Start of SUPPLIED RECORDS

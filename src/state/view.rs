//! Screen navigation
//!
//! Which screen is visible is a single tagged value, and every way of moving
//! between screens funnels through [`navigate`]. The account detail screen
//! carries its account id in the variant, so a detail view without a selection
//! cannot be represented.

use crate::models::AccountId;

/// The visible screen
///
/// Session-only state; never persisted or serialized.
#[derive(Debug, Clone, PartialEq, Eq, Default)]
pub enum View {
    /// Card row plus recent activity feed
    #[default]
    Overview,
    /// Single account with its filtered feed
    Account(AccountId),
    /// Profile card; `back` remembers the detail screen to return to
    Profile { back: Option<AccountId> },
}

impl View {
    /// Account id shown on the current screen, if any
    pub fn account_id(&self) -> Option<&AccountId> {
        match self {
            Self::Account(id) => Some(id),
            Self::Overview | Self::Profile { .. } => None,
        }
    }

    pub fn is_overview(&self) -> bool {
        matches!(self, Self::Overview)
    }

    pub fn is_profile(&self) -> bool {
        matches!(self, Self::Profile { .. })
    }
}

/// A navigation request
#[derive(Debug, Clone, PartialEq, Eq)]
pub enum Nav {
    /// Open the detail screen for an account
    SelectAccount(AccountId),
    /// Leave the current screen
    Back,
    /// Open the profile screen
    OpenProfile,
}

/// Apply a navigation request to the current screen
///
/// Total over every (screen, request) pair. Backing out of the profile
/// returns to the detail screen it was opened from, if there was one;
/// backing out of the overview stays put.
pub fn navigate(view: View, nav: Nav) -> View {
    match (view, nav) {
        (_, Nav::SelectAccount(id)) => View::Account(id),
        (View::Overview, Nav::Back) => View::Overview,
        (View::Account(_), Nav::Back) => View::Overview,
        (View::Profile { back: Some(id) }, Nav::Back) => View::Account(id),
        (View::Profile { back: None }, Nav::Back) => View::Overview,
        (View::Overview, Nav::OpenProfile) => View::Profile { back: None },
        (View::Account(id), Nav::OpenProfile) => View::Profile { back: Some(id) },
        (profile @ View::Profile { .. }, Nav::OpenProfile) => profile,
    }
}
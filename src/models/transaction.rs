//! Transaction model
//!
//! Entries in the dashboard feed. Amounts are stored as magnitudes; whether a
//! transaction increases or decreases the balance narrative is carried by the
//! direction label, which is display-only and never feeds balance math.

use chrono::NaiveDate;
use serde::{Deserialize, Serialize};
use std::fmt;

use super::account::CurrencyCode;
use super::ids::TransactionId;
use super::money::Money;

/// Status of a transaction
#[derive(Debug, Clone, Copy, PartialEq, Eq, Serialize, Deserialize, Default)]
#[serde(rename_all = "lowercase")]
pub enum TransactionStatus {
    /// Transaction has settled
    #[default]
    Completed,
    /// Transaction is still in flight
    Pending,
}

impl fmt::Display for TransactionStatus {
    fn fmt(&self, f: &mut fmt::Formatter<'_>) -> fmt::Result {
        match self {
            Self::Completed => write!(f, "Completed"),
            Self::Pending => write!(f, "Pending"),
        }
    }
}

/// Whether a transaction is money in or money out
#[derive(Debug, Clone, Copy, PartialEq, Eq, Serialize, Deserialize)]
#[serde(rename_all = "lowercase")]
pub enum Direction {
    Incoming,
    Outgoing,
}

impl Direction {
    /// Arrow glyph used next to feed amounts
    pub fn arrow(&self) -> &'static str {
        match self {
            Self::Incoming => "↘",
            Self::Outgoing => "↗",
        }
    }

    /// Sign prefix used when rendering the amount
    pub fn sign(&self) -> &'static str {
        match self {
            Self::Incoming => "+",
            Self::Outgoing => "-",
        }
    }
}

impl fmt::Display for Direction {
    fn fmt(&self, f: &mut fmt::Formatter<'_>) -> fmt::Result {
        match self {
            Self::Incoming => write!(f, "Incoming"),
            Self::Outgoing => write!(f, "Outgoing"),
        }
    }
}

/// Icon category tag for a feed entry
#[derive(Debug, Clone, Copy, PartialEq, Eq, Serialize, Deserialize)]
#[serde(rename_all = "lowercase")]
pub enum Category {
    Transfer,
    Shopping,
    Income,
}

impl Category {
    /// Glyph rendered in the feed's icon column
    pub fn glyph(&self) -> &'static str {
        match self {
            Self::Transfer => "⇄",
            Self::Shopping => "🛒",
            Self::Income => "💰",
        }
    }

    /// Default category for a freshly entered transaction
    pub fn for_direction(direction: Direction) -> Self {
        match direction {
            Direction::Incoming => Self::Income,
            Direction::Outgoing => Self::Shopping,
        }
    }
}

/// A dashboard feed entry
#[derive(Debug, Clone, Serialize, Deserialize)]
pub struct Transaction {
    /// Unique identifier
    pub id: TransactionId,

    /// Who the money went to or came from
    pub recipient: String,

    /// Short description ("Subscription", "Payout", ...)
    pub description: String,

    /// Amount magnitude; the sign narrative lives in `direction`
    pub amount: Money,

    /// Currency of the amount
    pub currency: CurrencyCode,

    /// Display date label ("Today", "Yesterday", "14 Dec")
    pub date: String,

    /// Settlement status
    pub status: TransactionStatus,

    /// Money in or money out
    pub direction: Direction,

    /// Icon category tag
    pub category: Category,
}

impl Transaction {
    /// Create a transaction with a freshly minted id, dated "Today"
    pub fn new(
        recipient: impl Into<String>,
        description: impl Into<String>,
        amount: Money,
        currency: CurrencyCode,
        direction: Direction,
    ) -> Self {
        Self {
            id: TransactionId::generate(),
            recipient: recipient.into(),
            description: description.into(),
            amount,
            currency,
            date: "Today".to_string(),
            status: TransactionStatus::Completed,
            direction,
            category: Category::for_direction(direction),
        }
    }

    /// Check if this entry increases the balance narrative
    pub fn is_incoming(&self) -> bool {
        self.direction == Direction::Incoming
    }
}

impl fmt::Display for Transaction {
    fn fmt(&self, f: &mut fmt::Formatter<'_>) -> fmt::Result {
        write!(
            f,
            "{} {} {}{} {}",
            self.date,
            self.recipient,
            self.direction.sign(),
            self.amount.format_grouped(),
            self.currency
        )
    }
}

/// Derive the display date label for a calendar date
///
/// "Today" and "Yesterday" relative to the reference date, otherwise the
/// configured format (the seed uses "14 Dec" style, "%-d %b").
pub fn date_label(date: NaiveDate, today: NaiveDate, fallback_format: &str) -> String {
    let days_ago = today.signed_duration_since(date).num_days();
    match days_ago {
        0 => "Today".to_string(),
        1 => "Yesterday".to_string(),
        _ => date.format(fallback_format).to_string(),
    }
}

End of SUPPLIED RECORDS

* TASK DIRECTIONS *
Only the lines from the start of the data to the line holding "pub fn is_profile(&self)" are wanted; return them exactly, both ends included.

* EXERCISE RESPONSE *
filename src/state/view.rs
//! Screen navigation
//!
//! Which screen is visible is a single tagged value, and every way of moving
//! between screens funnels through [`navigate`]. The account detail screen
//! carries its account id in the variant, so a detail view without a selection
//! cannot be represented.

use crate::models::AccountId;

/// The visible screen
///
/// Session-only state; never persisted or serialized.
#[derive(Debug, Clone, PartialEq, Eq, Default)]
pub enum View {
    /// Card row plus recent activity feed
    #[default]
    Overview,
    /// Single account with its filtered feed
    Account(AccountId),
    /// Profile card; `back` remembers the detail screen to return to
    Profile { back: Option<AccountId> },
}

impl View {
    /// Account id shown on the current screen, if any
    pub fn account_id(&self) -> Option<&AccountId> {
        match self {
            Self::Account(id) => Some(id),
            Self::Overview | Self::Profile { .. } => None,
        }
    }

    pub fn is_overview(&self) -> bool {
        matches!(self, Self::Overview)
    }

    pub fn is_profile(&self) -> bool {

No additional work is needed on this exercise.